Presiden Amerika Serika (AS) Joe Biden menyampaikan pidato pengukuhannya setelah dilantik sebagai Presiden ke-46 AS pada 20 Januari 2021, di US Capitol di Washington, DC. ( Foto: Rob Carr / GETTY IMAGES NORTH AMERICA / Getty Images via AFP )
Menanti Stimulus Rp 26.000 Triliun yang Dijanjikan Joe Biden
Frans S. Imung
JAKARTA - Sehari sebelum dilantik, Kamis (21/1/2021) waktu Indonesia, Presiden AS terpilih Joe Biden mengusulkan paket stimulus pada perlemen AS sebesar US$ 1,9 triliun. Dana untuk penanggulangan wabah corona dan pemulihan ekonomi Paman Sam ini setara Rp 26.763 triliun jika dikonversi dengan kurs Rp 14.086 per dolar AS.
Menteri Keuangan AS pilihan Joe Biden yang juga mantan Gubernur The Federal Reserve, Janet Yellan menyampaikan proposal tersebut pada parlemen AS sehari sebelum Biden dilantik. Di hadapan perlemen, Yellen mendesak agar paket stimulus ini disetujui untuk kepentingan penanggulangan wabah corona dan pemulihan ekonomi.
Bagi Yellen, kondisi AS saat ini butuh modal pemulihan yang besar ketimbang harus mengkhawatirkan risiko utang negara yang membengkak. Seperti diketahui, posisi utang pemerintah AS saat ini sebesar US$ 27 triliun, jika dirupiahkan mencapai Rp 380.330 triliun.
"Baik presiden terpilih, maupun saya tidak mengusulkan paket bantuan ini tanpa memperhatikan beban utang negara. Tapi sekarang, dengan suku bunga terendah dalam sejarah, hal paling cerdas yang bisa kami lakukan adalah bertindak besar," tegas Yellen di hadapan Komite Keuangan Senat sebagaimana diberitakan media internasional.

Bagi Yellen, jumlah utang negara saat ini cukup besar, namun tingkat suku bunga The Fed masih sangat rendah. Kondisi ini diperkirakan masih akan berlangsung cukup lama, meski tidak mengarah pada suku bunga negatif seperti halnya di Eropa.
Selain menyampaikan usulan stimulus untuk pemulihan pandemi Covid-19, Joe Biden ingin menempuh cara lebih agresif dalam upaya pemulihan ekonomi AS. Ia menyasar target pengurangan ketidaksetaraan ekonomi, melawan perubahan iklim, dan membenahi praktik perdagangan dan subsidi yang dinilainya tidak adil.

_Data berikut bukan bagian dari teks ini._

//! Tar stream model: members, decoding, encoding and canonical order.
//!
//! An archive is read in full into a list of [`Entry`] values, edited in
//! memory, and written back as a fresh stream. Nothing here touches the
//! archive file except [`read_archive`].

pub mod decode;
pub mod encode;
pub mod entry;
pub mod order;

pub use decode::{read_archive, read_entries};
pub use encode::{encode_to_vec, write_entries};
pub use entry::{Entry, EntryKind};
pub use order::{compare_names, reorder};
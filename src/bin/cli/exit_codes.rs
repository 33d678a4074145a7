//! Exit codes for the CLI tool.

use retar::Error;

/// Exit code constants
pub const SUCCESS: i32 = 0;
/// Operation completed with warnings
pub const WARNING: i32 = 1;
/// Fatal error occurred
pub const FATAL_ERROR: i32 = 2;
/// Archive format or codec error
pub const BAD_ARCHIVE: i32 = 3;
/// Member name already present and collisions are fatal
pub const ENTRY_EXISTS: i32 = 4;
/// I/O error
pub const IO_ERROR: i32 = 5;
/// Ctrl+C (128 + SIGINT)
pub const USER_INTERRUPT: i32 = 130;
/// Invalid command line arguments
pub const BAD_ARGS: i32 = 255;

/// Exit code enum for structured handling
#[derive(Debug, Clone, Copy, PartialEq, Eq)]
pub enum ExitCode {
    Success,
    Warning,
    FatalError,
    BadArchive,
    EntryExists,
    IoError,
    UserInterrupt,
    BadArgs,
}

impl ExitCode {
    /// Returns the numeric exit code
    pub fn code(self) -> i32 {
        match self {
            Self::Success => SUCCESS,
            Self::Warning => WARNING,
            Self::FatalError => FATAL_ERROR,
            Self::BadArchive => BAD_ARCHIVE,
            Self::EntryExists => ENTRY_EXISTS,
            Self::IoError => IO_ERROR,
            Self::UserInterrupt => USER_INTERRUPT,
            Self::BadArgs => BAD_ARGS,
        }
    }
}

/// Converts a retar error to an exit code
pub fn error_to_exit_code(error: &Error) -> ExitCode {
    match error {
        Error::Io(_) | Error::SourceUnreadable { .. } => ExitCode::IoError,
        Error::MalformedArchive { .. } | Error::Codec { .. } => ExitCode::BadArchive,
        Error::UnsupportedFeature { .. } => ExitCode::BadArchive,
        Error::UnknownCodec(_)
        | Error::Pattern { .. }
        | Error::InvalidCompressionLevel { .. }
        | Error::InvalidArchivePath(_) => ExitCode::BadArgs,
        Error::EntryExists { .. } => ExitCode::EntryExists,
        Error::Cancelled => ExitCode::UserInterrupt,
        // Future error variants - required by #[non_exhaustive]
        _ => ExitCode::FatalError,
    }
}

Pada sisi lain, pemerintahan Presiden Biden merencanakan untuk menaikkan pajak korporasi dan orang kaya AS. Sebab, menurut Janet Yellen, korporasi dan orang kaya AS selama ini justru diuntungkan oleh kebijakan pemotongan pajak yang diusung Partai Republik tahun 2017.

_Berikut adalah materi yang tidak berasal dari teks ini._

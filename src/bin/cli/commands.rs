//! Command implementations for the CLI tool.

use std::io::{self, BufReader, BufWriter};
use std::path::{Path, PathBuf};
use std::sync::Arc;
use std::sync::atomic::AtomicBool;

use console::style;
use retar::edit::{MemberSet, Operation, plan};
use retar::format::write_entries;
use retar::{
    ArchiveEditor, ArchiveStats, CollisionPolicy, CompressionOptions, EditOptions, Entry, EntrySource,
    ExtractOptions, MemberPattern, extract_to_dir, read_archive, read_entries, write_contents,
};

use crate::exit_codes::{ExitCode, error_to_exit_code};
use crate::inputs::expand_inputs;
use crate::output::create_formatter;
use crate::progress::CliProgress;
use crate::{Algorithm, CollisionMode, OutputFormat, detect};

/// Global settings shared by every command.
pub struct Context {
    pub algorithm: Option<Algorithm>,
    pub level: u32,
    pub threads: u32,
    pub collision: CollisionMode,
    pub format: OutputFormat,
    pub quiet: bool,
    pub cancel: Arc<AtomicBool>,
}

impl Context {
    /// Compression settings for `archive`, inferring the codec from its name
    /// unless one was given explicitly.
    fn compression(&self, archive: &Path) -> retar::Result<CompressionOptions> {
        let method = match self.algorithm {
            Some(algorithm) => algorithm.method(),
            None => detect::method_from_path(archive),
        };
        Ok(CompressionOptions::new()
            .method_opt(method)
            .level(self.level)?
            .threads(self.threads))
    }

    fn edit_options(&self, archive: &Path) -> retar::Result<EditOptions> {
        Ok(EditOptions::new()
            .compression(self.compression(archive)?)
            .collision(self.collision.into()))
    }

    fn progress(&self) -> CliProgress {
        CliProgress::new(
            self.quiet,
            self.collision == CollisionMode::Ask,
            Arc::clone(&self.cancel),
        )
    }
}

/// Configuration for the extract command.
pub struct ExtractConfig<'a> {
    pub archive_path: &'a Path,
    pub patterns: &'a [String],
    pub output_dir: &'a Path,
    pub to_stdout: bool,
    pub preserve_owner: bool,
}

fn is_stdio(path: &Path) -> bool {
    path.as_os_str() == "-"
}

fn report_error(e: &retar::Error) -> ExitCode {
    eprintln!("{} {}", style("Error:").for_stderr().red().bold(), e);
    error_to_exit_code(e)
}

fn require_file(archive: &Path, command: &str) -> Result<(), ExitCode> {
    if is_stdio(archive) {
        eprintln!(
            "{} {} needs an archive file, not '-'",
            style("Error:").for_stderr().red().bold(),
            command
        );
        return Err(ExitCode::BadArgs);
    }
    Ok(())
}

fn expand(files: &[String]) -> Result<Vec<PathBuf>, ExitCode> {
    expand_inputs(files).map_err(|e| {
        eprintln!("{} {}", style("Error:").for_stderr().red().bold(), e);
        ExitCode::BadArgs
    })
}

/// Runs a configured editor and prints its result.
fn run_editor(ctx: &Context, archive: &Path, editor: ArchiveEditor, verb: &str) -> ExitCode {
    let options = match ctx.edit_options(archive) {
        Ok(o) => o,
        Err(e) => return report_error(&e),
    };

    let mut progress = ctx.progress();
    progress.set_message(format!("{} {}", verb, archive.display()));

    let result = match editor.options(options).apply(&mut progress) {
        Ok(r) => r,
        Err(e) => {
            progress.finish_with_message("Failed");
            return report_error(&e);
        }
    };
    progress.finish();

    if !ctx.quiet || ctx.format == OutputFormat::Json {
        let formatter = create_formatter(ctx.format);
        print!(
            "{}",
            formatter.format_edit_result(&archive.display().to_string(), &result)
        );
    }

    if result.entries_skipped > 0 {
        ExitCode::Warning
    } else {
        ExitCode::Success
    }
}

/// Create command implementation
pub fn create(ctx: &Context, archive: &Path, files: &[String], recursive: bool) -> ExitCode {
    let files = match expand(files) {
        Ok(f) => f,
        Err(code) => return code,
    };

    if is_stdio(archive) {
        return create_to_stdout(ctx, &files, recursive);
    }

    let editor = files.into_iter().fold(ArchiveEditor::create(archive), |editor, file| {
        editor.operation(Operation::Add {
            source: EntrySource::Path(file),
            recursive,
        })
    });
    run_editor(ctx, archive, editor, "Creating")
}

/// Streams a new archive to stdout; there is no file to rewrite.
fn create_to_stdout(ctx: &Context, files: &[PathBuf], recursive: bool) -> ExitCode {
    let compression = match ctx.compression(Path::new("-")) {
        Ok(c) => c,
        Err(e) => return report_error(&e),
    };
    let operations: Vec<Operation> = files
        .iter()
        .map(|file| Operation::Add {
            source: EntrySource::Path(file.clone()),
            recursive,
        })
        .collect();

    let mut progress = ctx.progress();
    let mut members = MemberSet::new();
    let policy: CollisionPolicy = ctx.collision.into();
    if let Err(e) = plan(&mut members, &operations, &policy, &mut progress) {
        progress.finish_with_message("Failed");
        return report_error(&e);
    }

    let entries = members.into_ordered();
    let stdout = BufWriter::new(io::stdout());
    if let Err(e) = write_entries(&entries, stdout, &compression) {
        progress.finish_with_message("Failed");
        return report_error(&e);
    }
    progress.finish();
    ExitCode::Success
}

/// Append command implementation
pub fn append(ctx: &Context, archive: &Path, files: &[String], recursive: bool) -> ExitCode {
    if let Err(code) = require_file(archive, "append") {
        return code;
    }
    let files = match expand(files) {
        Ok(f) => f,
        Err(code) => return code,
    };

    let editor = files
        .into_iter()
        .fold(ArchiveEditor::open_or_create(archive), |editor, file| {
            editor.operation(Operation::Add {
                source: EntrySource::Path(file),
                recursive,
            })
        });
    run_editor(ctx, archive, editor, "Appending to")
}

/// Update command implementation
pub fn update(ctx: &Context, archive: &Path, files: &[String], recursive: bool) -> ExitCode {
    if let Err(code) = require_file(archive, "update") {
        return code;
    }
    let files = match expand(files) {
        Ok(f) => f,
        Err(code) => return code,
    };

    let editor = files
        .into_iter()
        .fold(ArchiveEditor::open_or_create(archive), |editor, file| {
            editor.operation(Operation::Update {
                source: EntrySource::Path(file),
                recursive,
            })
        });
    run_editor(ctx, archive, editor, "Updating")
}

/// Delete command implementation
pub fn delete(ctx: &Context, archive: &Path, patterns: &[String]) -> ExitCode {
    if let Err(code) = require_file(archive, "delete") {
        return code;
    }

    let mut editor = ArchiveEditor::open(archive);
    for pattern in patterns {
        editor = match editor.delete(pattern) {
            Ok(e) => e,
            Err(e) => return report_error(&e),
        };
    }
    run_editor(ctx, archive, editor, "Deleting from")
}

/// Reorganize command implementation
pub fn reorganize(ctx: &Context, archive: &Path) -> ExitCode {
    if let Err(code) = require_file(archive, "reorganize") {
        return code;
    }
    run_editor(ctx, archive, ArchiveEditor::open(archive), "Reorganizing")
}

fn load_entries(ctx: &Context, archive: &Path) -> retar::Result<Vec<Entry>> {
    let method = ctx.compression(archive)?.method;
    if is_stdio(archive) {
        read_entries(BufReader::new(io::stdin()), method)
    } else {
        read_archive(archive, method)
    }
}

/// List command implementation
pub fn list(ctx: &Context, archive: &Path) -> ExitCode {
    let entries = match load_entries(ctx, archive) {
        Ok(e) => e,
        Err(e) => return report_error(&e),
    };

    let formatter = create_formatter(ctx.format);
    print!("{}", formatter.format_list(&entries));
    ExitCode::Success
}

/// Stats command implementation
pub fn stats(ctx: &Context, archive: &Path) -> ExitCode {
    let entries = match load_entries(ctx, archive) {
        Ok(e) => e,
        Err(e) => return report_error(&e),
    };

    let formatter = create_formatter(ctx.format);
    let stats = ArchiveStats::from_entries(&entries);
    print!(
        "{}",
        formatter.format_stats(&archive.display().to_string(), &stats)
    );
    ExitCode::Success
}

/// Extract command implementation
pub fn extract(ctx: &Context, config: &ExtractConfig<'_>) -> ExitCode {
    let patterns = match config
        .patterns
        .iter()
        .map(|p| MemberPattern::new(p))
        .collect::<retar::Result<Vec<_>>>()
    {
        Ok(p) => p,
        Err(e) => return report_error(&e),
    };

    let entries = match load_entries(ctx, config.archive_path) {
        Ok(e) => e,
        Err(e) => return report_error(&e),
    };

    if config.to_stdout {
        let stdout = io::stdout();
        return match write_contents(&entries, &patterns, stdout.lock()) {
            Ok(_) => ExitCode::Success,
            Err(e) => report_error(&e),
        };
    }

    let options = ExtractOptions::new()
        .patterns(patterns)
        .preserve_owner(config.preserve_owner);
    let result = match extract_to_dir(&entries, config.output_dir, &options) {
        Ok(r) => r,
        Err(e) => return report_error(&e),
    };

    if !ctx.quiet || ctx.format == OutputFormat::Json {
        let formatter = create_formatter(ctx.format);
        print!("{}", formatter.format_extract_result(&result));
    }

    if result.entries_skipped > 0 {
        ExitCode::Warning
    } else {
        ExitCode::Success
    }
}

Meski demikian, Yellen menegaskan, rencana kenaikan pajak perusahaan dan orang kaya tersebut baru akan direalisasikan setelah pandemi Covid-19 telah diatasi pemerintah. Tanpa tindakan lebih lanjut, kita berisiko mengalami resesi yang lebih lama dan lebih menyakitkan sekarang dan kerusakan ekonomi jangka panjang nanti," tegas Yellen.